* [What is required] This exercise asks for every line of the material that contains the word "shared".

§

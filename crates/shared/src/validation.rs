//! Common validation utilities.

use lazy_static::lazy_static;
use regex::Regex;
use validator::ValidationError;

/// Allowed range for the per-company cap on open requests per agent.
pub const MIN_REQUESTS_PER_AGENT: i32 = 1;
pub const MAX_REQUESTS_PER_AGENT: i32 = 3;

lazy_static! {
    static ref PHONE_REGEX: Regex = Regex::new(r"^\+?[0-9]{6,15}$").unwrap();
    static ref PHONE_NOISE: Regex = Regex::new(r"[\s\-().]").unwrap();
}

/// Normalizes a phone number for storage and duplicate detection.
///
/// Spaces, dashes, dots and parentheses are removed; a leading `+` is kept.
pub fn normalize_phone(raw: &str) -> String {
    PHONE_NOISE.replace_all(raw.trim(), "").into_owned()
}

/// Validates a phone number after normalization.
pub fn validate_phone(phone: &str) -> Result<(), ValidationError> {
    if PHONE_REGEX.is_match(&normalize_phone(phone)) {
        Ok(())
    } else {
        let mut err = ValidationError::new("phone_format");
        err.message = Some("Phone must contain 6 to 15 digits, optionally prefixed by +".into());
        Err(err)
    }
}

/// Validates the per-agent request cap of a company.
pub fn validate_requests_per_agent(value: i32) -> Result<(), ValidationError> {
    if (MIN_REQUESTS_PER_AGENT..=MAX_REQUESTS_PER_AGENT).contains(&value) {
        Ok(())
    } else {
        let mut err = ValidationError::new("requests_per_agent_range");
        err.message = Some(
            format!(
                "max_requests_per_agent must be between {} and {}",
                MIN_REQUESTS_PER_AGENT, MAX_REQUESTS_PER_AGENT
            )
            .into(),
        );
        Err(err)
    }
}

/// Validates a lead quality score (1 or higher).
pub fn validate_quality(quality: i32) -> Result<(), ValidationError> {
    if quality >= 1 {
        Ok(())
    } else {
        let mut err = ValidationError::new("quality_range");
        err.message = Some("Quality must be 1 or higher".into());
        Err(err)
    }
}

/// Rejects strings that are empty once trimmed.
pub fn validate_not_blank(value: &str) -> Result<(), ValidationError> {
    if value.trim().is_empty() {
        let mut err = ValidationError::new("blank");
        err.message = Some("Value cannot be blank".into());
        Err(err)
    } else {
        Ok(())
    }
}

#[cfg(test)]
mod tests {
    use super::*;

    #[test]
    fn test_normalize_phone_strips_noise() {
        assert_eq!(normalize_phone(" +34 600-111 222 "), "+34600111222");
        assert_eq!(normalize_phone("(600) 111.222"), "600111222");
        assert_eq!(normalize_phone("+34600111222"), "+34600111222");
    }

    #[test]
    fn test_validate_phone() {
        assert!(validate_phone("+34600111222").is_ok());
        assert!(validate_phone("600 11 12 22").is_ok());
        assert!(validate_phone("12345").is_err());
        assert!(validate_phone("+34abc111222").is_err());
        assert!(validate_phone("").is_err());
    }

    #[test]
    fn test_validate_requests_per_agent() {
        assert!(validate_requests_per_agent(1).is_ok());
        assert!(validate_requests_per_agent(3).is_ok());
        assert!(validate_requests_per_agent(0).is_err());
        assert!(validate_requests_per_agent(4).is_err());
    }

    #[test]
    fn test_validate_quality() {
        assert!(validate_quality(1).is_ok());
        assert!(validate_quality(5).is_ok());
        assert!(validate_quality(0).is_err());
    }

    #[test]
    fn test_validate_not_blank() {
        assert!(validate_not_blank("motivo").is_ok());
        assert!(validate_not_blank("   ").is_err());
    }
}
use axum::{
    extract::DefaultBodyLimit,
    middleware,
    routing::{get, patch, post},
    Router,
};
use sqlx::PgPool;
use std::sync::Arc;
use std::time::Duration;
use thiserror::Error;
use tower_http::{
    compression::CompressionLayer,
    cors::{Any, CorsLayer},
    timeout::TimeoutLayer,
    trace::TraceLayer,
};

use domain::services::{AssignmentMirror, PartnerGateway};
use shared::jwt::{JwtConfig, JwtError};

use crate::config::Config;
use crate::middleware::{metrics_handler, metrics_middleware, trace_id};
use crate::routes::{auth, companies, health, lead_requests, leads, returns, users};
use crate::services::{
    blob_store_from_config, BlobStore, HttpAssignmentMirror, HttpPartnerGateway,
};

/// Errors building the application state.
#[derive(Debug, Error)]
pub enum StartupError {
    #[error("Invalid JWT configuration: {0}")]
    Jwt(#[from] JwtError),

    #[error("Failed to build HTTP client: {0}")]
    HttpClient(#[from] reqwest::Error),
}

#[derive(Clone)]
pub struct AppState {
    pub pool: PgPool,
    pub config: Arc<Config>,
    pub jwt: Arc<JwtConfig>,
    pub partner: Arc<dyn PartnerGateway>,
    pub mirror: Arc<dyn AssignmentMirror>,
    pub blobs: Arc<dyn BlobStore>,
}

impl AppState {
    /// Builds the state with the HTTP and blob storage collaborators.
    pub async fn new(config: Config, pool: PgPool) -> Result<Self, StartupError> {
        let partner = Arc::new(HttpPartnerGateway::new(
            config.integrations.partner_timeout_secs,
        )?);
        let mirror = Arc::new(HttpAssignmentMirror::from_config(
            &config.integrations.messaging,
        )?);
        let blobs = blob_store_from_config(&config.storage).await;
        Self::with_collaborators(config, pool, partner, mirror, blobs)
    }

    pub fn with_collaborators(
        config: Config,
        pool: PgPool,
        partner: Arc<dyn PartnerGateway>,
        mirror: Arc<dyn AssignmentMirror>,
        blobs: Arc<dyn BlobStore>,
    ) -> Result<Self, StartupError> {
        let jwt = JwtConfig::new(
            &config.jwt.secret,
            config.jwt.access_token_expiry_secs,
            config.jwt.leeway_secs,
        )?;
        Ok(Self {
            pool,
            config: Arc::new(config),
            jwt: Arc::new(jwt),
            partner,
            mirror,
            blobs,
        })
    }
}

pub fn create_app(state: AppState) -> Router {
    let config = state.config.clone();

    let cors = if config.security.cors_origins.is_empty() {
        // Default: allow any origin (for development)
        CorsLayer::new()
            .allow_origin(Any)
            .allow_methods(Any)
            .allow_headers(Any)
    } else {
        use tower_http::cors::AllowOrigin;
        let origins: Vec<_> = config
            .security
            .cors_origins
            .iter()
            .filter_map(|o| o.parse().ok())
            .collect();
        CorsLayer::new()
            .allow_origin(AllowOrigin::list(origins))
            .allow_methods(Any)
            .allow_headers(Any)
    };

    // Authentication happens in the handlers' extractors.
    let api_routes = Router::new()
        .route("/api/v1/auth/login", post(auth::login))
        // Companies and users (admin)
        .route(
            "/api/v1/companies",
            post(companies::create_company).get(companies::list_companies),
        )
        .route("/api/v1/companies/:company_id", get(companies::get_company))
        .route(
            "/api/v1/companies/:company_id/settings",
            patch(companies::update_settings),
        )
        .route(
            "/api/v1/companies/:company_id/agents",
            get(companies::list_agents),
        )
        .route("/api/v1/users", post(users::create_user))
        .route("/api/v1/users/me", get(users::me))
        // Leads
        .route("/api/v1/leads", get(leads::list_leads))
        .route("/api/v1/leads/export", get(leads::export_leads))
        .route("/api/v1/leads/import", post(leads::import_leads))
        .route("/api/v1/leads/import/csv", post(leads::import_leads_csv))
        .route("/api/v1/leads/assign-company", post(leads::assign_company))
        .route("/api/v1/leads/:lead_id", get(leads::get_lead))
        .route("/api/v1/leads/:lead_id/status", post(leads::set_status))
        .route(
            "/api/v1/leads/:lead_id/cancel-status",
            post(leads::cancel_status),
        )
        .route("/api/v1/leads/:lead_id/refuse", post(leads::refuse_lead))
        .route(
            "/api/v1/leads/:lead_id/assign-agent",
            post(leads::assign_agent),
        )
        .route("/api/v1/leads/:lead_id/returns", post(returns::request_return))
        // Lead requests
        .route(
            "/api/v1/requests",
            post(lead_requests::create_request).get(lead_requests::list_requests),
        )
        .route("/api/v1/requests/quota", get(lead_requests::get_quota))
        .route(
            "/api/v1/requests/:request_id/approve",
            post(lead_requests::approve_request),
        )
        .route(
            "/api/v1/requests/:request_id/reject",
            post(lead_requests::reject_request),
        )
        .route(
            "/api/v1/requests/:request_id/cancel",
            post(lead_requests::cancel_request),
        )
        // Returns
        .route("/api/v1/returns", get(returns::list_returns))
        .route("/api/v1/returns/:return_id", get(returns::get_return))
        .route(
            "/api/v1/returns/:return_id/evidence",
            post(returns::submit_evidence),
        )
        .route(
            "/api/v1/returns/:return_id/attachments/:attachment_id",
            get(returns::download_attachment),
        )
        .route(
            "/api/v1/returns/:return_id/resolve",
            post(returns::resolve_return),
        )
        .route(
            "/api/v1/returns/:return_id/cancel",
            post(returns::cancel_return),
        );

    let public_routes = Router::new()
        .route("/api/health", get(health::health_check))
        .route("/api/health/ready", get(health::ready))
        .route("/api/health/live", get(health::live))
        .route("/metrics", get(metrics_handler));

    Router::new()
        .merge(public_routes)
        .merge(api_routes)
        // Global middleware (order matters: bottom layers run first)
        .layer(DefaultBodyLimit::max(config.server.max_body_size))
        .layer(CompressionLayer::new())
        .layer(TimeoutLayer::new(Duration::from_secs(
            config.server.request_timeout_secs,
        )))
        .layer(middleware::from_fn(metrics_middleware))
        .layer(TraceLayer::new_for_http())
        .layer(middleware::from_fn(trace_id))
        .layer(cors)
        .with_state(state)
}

§

* [Written solution]
filename crates/shared/src/validation.rs
use shared::jwt::{JwtConfig, JwtError};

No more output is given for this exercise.